であるならば、現在のSFが遠い将来に実現するかもしれません。
アメリカ・ロンチェスター大学(University of Rochester)機械工学科に所属するピーター・ミクラブシック氏ら研究チームは、SF的な魅力に溢れたスペースコロニーに関する論文を発表しました。
小惑星をくり抜き回転させ、その中に人類を住まわせるというのです。
SF映画に出てきそうなこの突飛なアイデアは果たして実現可能なのでしょうか。発表内容を見てみましょう。
研究の詳細は 2022年1月3日付の学術誌『Frontiers in Astronomy and Space Sciences』で発表されており、その内容は2022年12月8日付のプレスリリースにまとめられました。
スペースコロニーの土台として小惑星を利用する
科学者たちは地球以外に人類の住処を見出せるか検討してきました。
その候補として、月や火星などがよく挙げられます。
そして他天体と並んでよく話題にあがるのが、スペースコロニーです。
しかし、他天体に住む場合と異なり、スペースコロニーを宇宙に建設する場合、その建築資材をどの様に確保するかは大きな問題です。

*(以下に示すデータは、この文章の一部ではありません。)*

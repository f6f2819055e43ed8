//! # Transactional Host
//!
//! The host is the single writer in front of a [`FeeToken`]. It executes one
//! [`Call`] at a time against a working copy of the token and commits that
//! copy only if the call succeeds. A rejected call therefore leaves neither
//! state changes nor events behind, whatever the call got through before
//! failing.
//!
//! Committed events are appended to the host's journal in execution order,
//! which is the audit trail observers read.

use serde::{Deserialize, Serialize};
use tollgate_protocol::{Address, Amount, Event, GenesisConfig, LedgerError, LedgerResult, TransferReceipt};
use tracing::{debug, warn};

use crate::fee_token::FeeToken;

// ---------------------------------------------------------------------------
// Calls
// ---------------------------------------------------------------------------

/// Every state-changing operation the token exposes.
#[derive(Debug, Clone, PartialEq, Eq, Serialize, Deserialize)]
#[serde(rename_all = "snake_case")]
pub enum Call {
    /// Move the caller's funds.
    Transfer { to: Address, amount: Amount },
    /// Move someone else's funds under an allowance.
    TransferFrom {
        from: Address,
        to: Address,
        amount: Amount,
    },
    /// Set the caller's allowance for `spender`.
    Approve { spender: Address, amount: Amount },
    /// Owner-only: replace the fee rate.
    SetFeeRate { rate: u8 },
    /// Owner-only: replace the collector.
    SetCollector { collector: Address },
    /// Owner-only: write an exemption flag.
    SetExempt { account: Address, exempt: bool },
    /// Owner-only: halt transfers.
    Pause,
    /// Owner-only: resume transfers.
    Unpause,
    /// Owner-only: hand over administration.
    TransferOwnership { new_owner: Address },
    /// Owner-only: give up administration.
    RenounceOwnership,
}

impl Call {
    /// Short name for logs and metrics.
    pub fn name(&self) -> &'static str {
        match self {
            Call::Transfer { .. } => "transfer",
            Call::TransferFrom { .. } => "transfer_from",
            Call::Approve { .. } => "approve",
            Call::SetFeeRate { .. } => "set_fee_rate",
            Call::SetCollector { .. } => "set_collector",
            Call::SetExempt { .. } => "set_exempt",
            Call::Pause => "pause",
            Call::Unpause => "unpause",
            Call::TransferOwnership { .. } => "transfer_ownership",
            Call::RenounceOwnership => "renounce_ownership",
        }
    }

    /// Dispatches the call to `token` on behalf of `caller`.
    fn apply(&self, token: &mut FeeToken, caller: Address) -> LedgerResult<Option<TransferReceipt>> {
        match self {
            Call::Transfer { to, amount } => token.transfer(caller, *to, *amount).map(Some),
            Call::TransferFrom { from, to, amount } => {
                token.transfer_from(caller, *from, *to, *amount).map(Some)
            }
            Call::Approve { spender, amount } => token.approve(caller, *spender, *amount).map(|_| None),
            Call::SetFeeRate { rate } => token.set_fee_rate(caller, *rate).map(|_| None),
            Call::SetCollector { collector } => token.set_collector(caller, *collector).map(|_| None),
            Call::SetExempt { account, exempt } => {
                token.set_exempt(caller, *account, *exempt).map(|_| None)
            }
            Call::Pause => token.pause(caller).map(|_| None),
            Call::Unpause => token.unpause(caller).map(|_| None),
            Call::TransferOwnership { new_owner } => {
                token.transfer_ownership(caller, *new_owner).map(|_| None)
            }
            Call::RenounceOwnership => token.renounce_ownership(caller).map(|_| None),
        }
    }
}

/// A call together with the principal making it.
#[derive(Debug, Clone, PartialEq, Eq, Serialize, Deserialize)]
pub struct Invocation {
    /// Principal on whose behalf the call runs.
    pub caller: Address,
    /// The call itself.
    pub call: Call,
}

// ---------------------------------------------------------------------------
// Outcomes
// ---------------------------------------------------------------------------

/// What a committed call produced.
#[derive(Debug, Clone, PartialEq, Eq, Serialize, Deserialize)]
pub struct Committed {
    /// Split details, for transfers.
    pub receipt: Option<TransferReceipt>,
    /// Events the call emitted, in order.
    pub events: Vec<Event>,
}

/// Result of one call in a batch, in a shape fit for reports.
#[derive(Debug, Clone, PartialEq, Eq, Serialize, Deserialize)]
pub struct CallOutcome {
    /// Position in the host's execution sequence, starting at 1.
    pub seq: u64,
    /// Principal that made the call.
    pub caller: Address,
    /// Operation name.
    pub call: String,
    /// `true` if committed.
    pub ok: bool,
    /// Split details for committed transfers.
    #[serde(skip_serializing_if = "Option::is_none")]
    pub receipt: Option<TransferReceipt>,
    /// Committed events.
    #[serde(skip_serializing_if = "Vec::is_empty", default)]
    pub events: Vec<Event>,
    /// Rejection reason for failed calls.
    #[serde(skip_serializing_if = "Option::is_none")]
    pub error: Option<String>,
}

// ---------------------------------------------------------------------------
// Host
// ---------------------------------------------------------------------------

/// Serializing, all-or-nothing executor for a [`FeeToken`].
#[derive(Debug, Clone)]
pub struct Host {
    token: FeeToken,
    journal: Vec<Event>,
    seq: u64,
    rejected: u64,
}

impl Host {
    /// Deploys a token from `config` and journals the genesis events.
    pub fn genesis(config: &GenesisConfig) -> LedgerResult<Self> {
        let mut token = FeeToken::genesis(config)?;
        let journal = token.drain_events();
        Ok(Self {
            token,
            journal,
            seq: 0,
            rejected: 0,
        })
    }

    /// Read access to the committed token state.
    pub fn token(&self) -> &FeeToken {
        &self.token
    }

    /// Every committed event, oldest first.
    pub fn journal(&self) -> &[Event] {
        &self.journal
    }

    /// Number of calls executed, committed or not.
    pub fn calls_executed(&self) -> u64 {
        self.seq
    }

    /// Number of calls rejected.
    pub fn calls_rejected(&self) -> u64 {
        self.rejected
    }

    /// Runs `call` for `caller` atomically.
    ///
    /// # Errors
    ///
    /// Whatever the token rejected the call with. The committed state and
    /// the journal are untouched in that case.
    pub fn execute(&mut self, caller: Address, call: &Call) -> Result<Committed, LedgerError> {
        self.seq += 1;
        let mut working = self.token.clone();

        match call.apply(&mut working, caller) {
            Ok(receipt) => {
                let events = working.drain_events();
                debug_assert!(
                    working.engine().ledger().is_conserved(),
                    "supply invariant broken by {}",
                    call.name()
                );
                self.token = working;
                self.journal.extend(events.iter().cloned());
                debug!(
                    seq = self.seq,
                    caller = %caller,
                    call = call.name(),
                    events = events.len(),
                    "call committed"
                );
                Ok(Committed { receipt, events })
            }
            Err(e) => {
                self.rejected += 1;
                warn!(
                    seq = self.seq,
                    caller = %caller,
                    call = call.name(),
                    error = %e,
                    "call rejected"
                );
                Err(e)
            }
        }
    }

    /// Runs every invocation in order. A rejected call does not stop the
    /// batch.
    pub fn execute_batch(&mut self, invocations: &[Invocation]) -> Vec<CallOutcome> {
        invocations
            .iter()
            .map(|inv| {
                let result = self.execute(inv.caller, &inv.call);
                let mut outcome = CallOutcome {
                    seq: self.seq,
                    caller: inv.caller,
                    call: inv.call.name().to_string(),
                    ok: result.is_ok(),
                    receipt: None,
                    events: Vec::new(),
                    error: None,
                };
                match result {
                    Ok(committed) => {
                        outcome.receipt = committed.receipt;
                        outcome.events = committed.events;
                    }
                    Err(e) => outcome.error = Some(e.to_string()),
                }
                outcome
            })
            .collect()
    }
}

今回ミクラブシック氏ら研究チームは、小惑星を利用することを提案しました。

小惑星とは太陽の周りを回る岩石質の天体であり、約46億年前に太陽系が形成されたときに残されたものです。
科学者たちはこれまでに60万個以上の小惑星を発見しており、その大きさも数m~数百kmと様々です。
そして研究チームは、その中でも直径300mの小惑星に着目し、これをスペースコロニーへと改造する大胆な方法を提案しました。
小惑星の中央をくり抜き回転させ、その中に人間を住まわせるというのです。
突飛なアイデアに思えますが、実はこれ、1976年にアメリカの物理学者ジェラード・オニール氏が提案したスペースコロニー「オニール・シリンダー」に触発されたものとなっています。

オニール・シリンダーは、2つの巨大なシリンダーで構成されており、回転することで遠心力を利用して内部の居住区に人工重力を与えるというもの。
日本人にとってはガンダムに登場するスペースコロニーと表現した方がわかりやすかもしれません。
しかし、それら巨大シリンダーの材料すべてを地球から宇宙へと運んでくるのは現実的ではありません。
そこでミクラブシック氏らは、「既に宇宙空間に存在している小惑星を土台として使ってしまおう」と考えました。